Au fil de ces articles, c’est le fantôme de Soupault qui surgit un peu de l’oubli : un poète curieux de tout, des ailleurs, des autres, de l’insolite comme des énigmes de l’existence, et aussi d’un médium « merveilleux »… dont il n’a cependant pas exploré très avant les ressources d’écriture. Soupault en effet n’est pas Cendrars, et les spécificités de l’écriture audio (voix, silences, bruits, musiques) ne semblent pas l’avoir fasciné ni même vraiment préoccupé, au-delà de quelques réflexions incisives sur le monde des sons. Alors que ses premiers sketches nativement radiophoniques datent de 1941, sa prise de conscience en la matière daterait, de son propre aveu, de séances de mixage auxquelles il est invité par le réalisateur Jacques Reynier, au début des années… 1970 ! L’itinéraire radiophonique de Soupault est donc surtout celui d’un infatigable passeur, de théâtre, de poésie, de culture plus généralement, qui a su, porté par son aptitude à la simplicité, au divertissement et à l’enthousiasme tout à la fois, communiquer aux publics de la radio des grands textes et des raisons de s’amuser, de se passionner, de réfléchir, de rêver… de vivre. Quant à lui, assumant délibérément, au sein de cet univers médiatique, une posture de raté (sur le modèle de Rimbaud, de Lautréamont), c’est très logiquement qu’il n’a pas tout fait pour sortir de l’ombre.

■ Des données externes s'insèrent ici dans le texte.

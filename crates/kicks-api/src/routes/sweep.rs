//! Scheduler hook: trigger a release sweep on demand.
//!
//! The background sweeper calls the same code on its interval. An external
//! cron can use this endpoint instead when the sweeper is disabled.

use axum::extract::State;
use axum::routing::post;
use axum::{Json, Router};
use kicks_escrow::ActorRole;
use serde::{Deserialize, Serialize};
use utoipa::ToSchema;

use crate::auth::{require_role, CallerIdentity};
use crate::error::AppError;
use crate::state::AppState;
use crate::sweeper::run_sweep;

/// Outcome of one sweep.
#[derive(Debug, Serialize, Deserialize, ToSchema)]
pub struct SweepResponse {
    pub scanned: usize,
    pub released: Vec<String>,
    pub skipped: usize,
    pub conflicts: usize,
    pub failed: Vec<String>,
}

/// POST /v1/escrow/sweep: Release every escrow hold whose window has closed.
#[utoipa::path(
    post,
    path = "/v1/escrow/sweep",
    responses(
        (status = 200, description = "Sweep report", body = SweepResponse),
        (status = 403, description = "Caller is not the scheduler", body = crate::error::ErrorBody),
    ),
    tag = "scheduler"
)]
pub(crate) async fn sweep(
    State(state): State<AppState>,
    caller: CallerIdentity,
) -> Result<Json<SweepResponse>, AppError> {
    require_role(&caller, ActorRole::Scheduler)?;
    let report = run_sweep(&state).await;
    Ok(Json(SweepResponse {
        scanned: report.scanned,
        released: report.released.iter().map(ToString::to_string).collect(),
        skipped: report.skipped,
        conflicts: report.conflicts,
        failed: report.failed.iter().map(ToString::to_string).collect(),
    }))
}

/// Build the scheduler router.
pub fn router() -> Router<AppState> {
    Router::new().route("/v1/escrow/sweep", post(sweep))
}
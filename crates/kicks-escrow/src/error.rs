//! # Escrow Errors
//!
//! A single error enum for every engine operation. Policy refusals carry the
//! same human-readable reason that the eligibility checks report, so a caller
//! that skipped the check still learns why the action was refused.

use kicks_core::{MoneyError, OrderId, ValidationError};
use serde::{Deserialize, Serialize};
use thiserror::Error;

use crate::status::EscrowStatus;

/// One rejected input field.
#[derive(Debug, Clone, PartialEq, Eq, Serialize, Deserialize)]
pub struct FieldError {
    /// Dotted path of the field, e.g. `evidence[1].content_type`.
    pub field: String,
    /// What is wrong with it.
    pub message: String,
}

impl FieldError {
    /// Create a field error.
    pub fn new(field: impl Into<String>, message: impl Into<String>) -> Self {
        Self {
            field: field.into(),
            message: message.into(),
        }
    }
}

fn summarize(errors: &[FieldError]) -> String {
    errors
        .iter()
        .map(|e| format!("{}: {}", e.field, e.message))
        .collect::<Vec<_>>()
        .join("; ")
}

/// Errors produced by the escrow engine and its store.
#[derive(Error, Debug, Clone, PartialEq, Eq)]
pub enum EscrowError {
    /// Amounts are negative, in mixed currencies, or overflow.
    #[error("invalid amount: {0}")]
    InvalidAmount(String),

    /// The requested edge does not exist from the current status.
    #[error("invalid transition from {from} to {to}: {reason}")]
    InvalidTransition {
        /// Current status.
        from: EscrowStatus,
        /// Requested status.
        to: EscrowStatus,
        /// Why the edge was refused.
        reason: String,
    },

    /// The stored record moved on between read and commit.
    #[error(
        "conflicting transition on order {order_id}: expected {expected_status} at version \
         {expected_version}, found {actual_status} at version {actual_version}"
    )]
    ConflictingTransition {
        /// Order whose commit lost the race.
        order_id: OrderId,
        /// Status the writer read.
        expected_status: EscrowStatus,
        /// Version the writer read.
        expected_version: u64,
        /// Status now stored.
        actual_status: EscrowStatus,
        /// Version now stored.
        actual_version: u64,
    },

    /// One or more input fields were rejected.
    #[error("validation failed: {}", summarize(.errors))]
    ValidationFailed {
        /// Every rejected field, in input order.
        errors: Vec<FieldError>,
    },

    /// Dispute policy refused to open a dispute.
    #[error("dispute not allowed: {reason}")]
    NotDisputable {
        /// Human-readable explanation.
        reason: String,
    },

    /// Cancellation policy refused to cancel.
    #[error("cancellation not allowed: {reason}")]
    NotCancellable {
        /// Human-readable explanation.
        reason: String,
    },

    /// The actor is not a party allowed to perform this action.
    #[error("{actor} is not permitted to {action}")]
    ActorNotPermitted {
        /// Rendered actor, e.g. `buyer:alice`.
        actor: String,
        /// The refused action.
        action: &'static str,
    },

    /// No transaction exists for the order.
    #[error("no escrow transaction for order {0}")]
    NotFound(OrderId),

    /// A transaction already exists for the order.
    #[error("escrow transaction already exists for order {0}")]
    AlreadyExists(OrderId),

    /// A stored record failed its invariants and is held for reconciliation.
    #[error("corrupt escrow record for order {order_id}: {detail}")]
    CorruptRecord {
        /// Affected order.
        order_id: OrderId,
        /// Which invariant failed.
        detail: String,
    },

    /// An event could not be brought into canonical form for hashing.
    #[error("event canonicalization failed: {0}")]
    Canonicalization(String),
}

impl EscrowError {
    /// Build a `ValidationFailed` for a single field.
    pub fn invalid_field(field: impl Into<String>, message: impl Into<String>) -> Self {
        Self::ValidationFailed {
            errors: vec![FieldError::new(field, message)],
        }
    }
}

impl From<MoneyError> for EscrowError {
    fn from(err: MoneyError) -> Self {
        Self::InvalidAmount(err.to_string())
    }
}

impl From<ValidationError> for EscrowError {
    fn from(err: ValidationError) -> Self {
        let field = match &err {
            ValidationError::EmptyIdentifier { kind }
            | ValidationError::IdentifierTooLong { kind, .. }
            | ValidationError::InvalidCharacters { kind, .. } => *kind,
        };
        Self::invalid_field(field, err.to_string())
    }
}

Quoique sensible à la popularité de plusieurs des grandes séries d’émissions qu’il co-produit, quoique tenté aussi par l’ivresse du succès [5], le poète de l’après-guerre a choisi le demi-retrait des poètes médiateurs de culture, exposés comme journalistes, cachés comme poètes.
Notes
[1] V. Boucharenc M., L’Écrivain-reporter au cœur des années trente, Lille, Presses du Septentrion, 2004.
[2] Soupault, Journal d’un fantôme, Paris, les Éditions du Point du jour, 1946.
[3] Textes réunis dans À vous de jouer ! en 1980.
[4] Jean Chouquet, « Mes belles années de Radio-Poésie en compagnie de Philippe Soupault », Cahiers Philippe Soupault, n° 2, 1997, p. 213.
[5] « Je sais que ce n’est pas facile d’être un raté, je sais que le succès est enivrant » (Poèmes et poésies, Grasset, 1973, p. 377).